There are “critical junctures” in every norm cycle- comprising of norm emergence, diffusion and internalisation- where an entrenched norm can be uprooted and replaced and China is clearly heading towards one (Bloomfield, 2016) – The question remains whether the youth will seize it or continue living in the permanent liminality of living on the limit despite being at the gate of social reaggregation because crises have the ability to break down roles and overturn culturally sanctioned functions and relations. (Mälksoo, 2012). Involution and Laying Flat is examined by looking at it in the field of education, as the critical juncture.
Educational Involution
The Chinese education system has been a key aggravator for involution and one of the main reasons is the highly competitive Gaokao college entrance exam.
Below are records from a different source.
/// Read chunk headers from `pos` until `id` is found.
///
/// Returns the chunk size and the position of its first payload byte.
/// Unknown chunks are skipped, including their pad byte when the size is odd.
async fn find_chunk<F: File>(file: &mut F, mut pos: u64, id: [u8; 4]) -> Result<(u32, u64), WavError<F::Error>> {
    loop {
        let mut header = [0u8; 8];
        match read_exact(file, &mut header).await {
            Err(WavError::Truncated) => return Err(WavError::MissingChunk),
            other => other?,
        }
        pos = pos.saturating_add(8);
        let size = le_u32(&header, 4);
        if header.get(0..4) == Some(&id[..]) {
            return Ok((size, pos));
        }
        let skip = u64::from(size).saturating_add(u64::from(size & 1));
        pos = file.seek(pos.saturating_add(skip)).await.map_err(WavError::Io)?;
    }
}

/// Parse and validate a header written for `expected`.
///
/// Returns the data-chunk size; the file cursor is left on the first data
/// byte. On error the cursor position is unspecified.
pub async fn read_header<F: File>(file: &mut F, expected: &AudioConfig) -> Result<u32, WavError<F::Error>> {
    file.seek(0).await.map_err(WavError::Io)?;
    let mut riff = [0u8; 12];
    read_exact(file, &mut riff).await?;
    if riff.get(0..4) != Some(&RIFF[..]) || riff.get(8..12) != Some(&WAVE[..]) {
        return Err(WavError::NotWave);
    }

    let (fmt_len, fmt_pos) = find_chunk(file, 12, FMT).await?;
    if fmt_len < FMT_CHUNK_LEN {
        return Err(WavError::FormatMismatch);
    }
    let mut fmt = [0u8; 16];
    read_exact(file, &mut fmt).await?;
    let audio_format = le_u16(&fmt, 0);
    let channels = le_u16(&fmt, 2);
    let sample_rate = le_u32(&fmt, 4);
    let byte_rate = le_u32(&fmt, 8);
    let block_align = le_u16(&fmt, 12);
    let bits = le_u16(&fmt, 14);

    let found = AudioConfig { sample_rate, channels, bit_depth: bits };
    if audio_format != FORMAT_PCM
        || found != *expected
        || byte_rate != expected.byte_rate()
        || u32::from(block_align) != expected.block_align()
    {
        return Err(WavError::FormatMismatch);
    }

    let after_fmt = fmt_pos
        .saturating_add(u64::from(fmt_len))
        .saturating_add(u64::from(fmt_len & 1));
    let pos = file.seek(after_fmt).await.map_err(WavError::Io)?;
    let (data_len, _) = find_chunk(file, pos, DATA).await?;
    Ok(data_len)
}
Deemed the toughest academic exam on earth, students who fail them are forced into vocational education and separated from service jobs. It has created a common twelve-hour-a-day studying schedule since passing the exam would guarantee middle-class status and prevent them from being stuck in the gig economy, furthermore, parental pressure to succeed becomes excruciating.
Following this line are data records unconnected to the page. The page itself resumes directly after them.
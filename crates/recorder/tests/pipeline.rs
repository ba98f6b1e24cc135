//! End-to-end pipeline on mock hardware: capture loop, button task and
//! storage owner running concurrently against one mock medium.

#![allow(clippy::unwrap_used, clippy::expect_used, clippy::panic, clippy::indexing_slicing, missing_docs)]

use std::time::Duration;

use embassy_futures::select::{select4, Either4};
use platform::mocks::{MemoryCounterStore, MockAudioSource, MockButton, MockMedium, MockStorage};
use platform::{Edge, NullSink};
use recorder::button::run_button;
use recorder::{
    AudioBuffer, BufferStorage, ButtonMonitor, CaptureLoop, Diagnostics, FreeBufferChannel, RecorderConfig,
    RequestChannel, StorageOwner, TimestampChannel,
};

fn seeded_free_channel() -> FreeBufferChannel {
    let storage: &'static mut [BufferStorage; 2] =
        Box::leak(Box::new([[0u8; recorder::config::ACCUMULATOR_CAPACITY]; 2]));
    let (a, b) = AudioBuffer::pair(storage);
    let free = FreeBufferChannel::new();
    free.try_send(a).unwrap();
    free.try_send(b).unwrap();
    free
}

fn pattern(len: usize, seed: u8) -> Vec<u8> {
    (0..len).map(|i| (i as u8).wrapping_mul(7).wrapping_add(seed)).collect()
}

async fn wait_for(medium: &MockMedium, name: &str, len: usize) {
    for _ in 0..1000 {
        if medium.file(name).is_some_and(|f| f.len() >= len) {
            return;
        }
        tokio::time::sleep(Duration::from_millis(1)).await;
    }
    panic!("{name} never reached {len} bytes");
}

#[tokio::test]
async fn blocks_and_presses_reach_the_medium_through_one_owner() {
    let storage = MockStorage::new();
    let medium = storage.medium();
    let diag = Diagnostics::new();
    let config = RecorderConfig { flush_threshold_bytes: 3584, ..RecorderConfig::default() };

    let requests = RequestChannel::new();
    let timestamps = TimestampChannel::new();
    let free = seeded_free_channel();

    let blocks = [pattern(1024, 1), pattern(2048, 2), pattern(512, 3)];
    let mut source = MockAudioSource::new();
    for block in &blocks {
        source.push_block(block);
    }
    let capture = CaptureLoop::new(source, NullSink, &config, requests.sender(), free.receiver(), &diag);
    let owner = StorageOwner::new(storage, MemoryCounterStore::default(), config, &diag);
    let monitor = ButtonMonitor::new();
    let mut button = MockButton::new(&[Edge::Pressed, Edge::Released]);

    let outcome = select4(
        capture.run(),
        owner.run(requests.receiver(), timestamps.receiver(), free.sender()),
        run_button(&mut button, &monitor, timestamps.sender(), &diag),
        async {
            wait_for(&medium, "audio_000001.wav", 44 + 3584).await;
            wait_for(&medium, "timestamps_000001.txt", 4).await;
        },
    )
    .await;
    assert!(matches!(outcome, Either4::Fourth(())));

    let wav = medium.file("audio_000001.wav").unwrap();
    assert_eq!(u32::from_le_bytes(wav[40..44].try_into().unwrap()), 3584);
    assert_eq!(u32::from_le_bytes(wav[4..8].try_into().unwrap()), 36 + 3584);
    assert_eq!(&wav[44..], blocks.concat().as_slice());

    let text = String::from_utf8(medium.file("timestamps_000001.txt").unwrap()).unwrap();
    assert_eq!(text.lines().count(), 1);
    assert_eq!(text.split_whitespace().count(), 2);

    assert_eq!(medium.max_concurrent_calls(), 1);
    // One buffer back in the pool, the other installed and waiting for audio.
    assert_eq!(free.len(), 1);
    assert_eq!(diag.snapshot().dropped_flushes, 0);
}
At Tsinghua University, the alma mater of President Jinping, suicide rates have been astounding and it was that university where a viral image of a student- named “Involution King”- was seen cycling on the campus while solving statistics problems on his laptop. Competition has become out of control as the students fight for a higher GPA, however, even those who make it to white-collar jobs do not find the 996 model sustainable (Minxi, 2020). This can be explained through the Chinese phrase of cutting chives- where people symbolically see themselves as herbs, on cutting one, it grows back within a short period of time.
This is a comment on the easy replacement of workers- therefore employers can overwork their employees, making them spiral more as the individual social labour’s marginal efficiency keeps decreasing (Bram, 2022). Sociologists have a term for educated young people in search of employment: ant tribes.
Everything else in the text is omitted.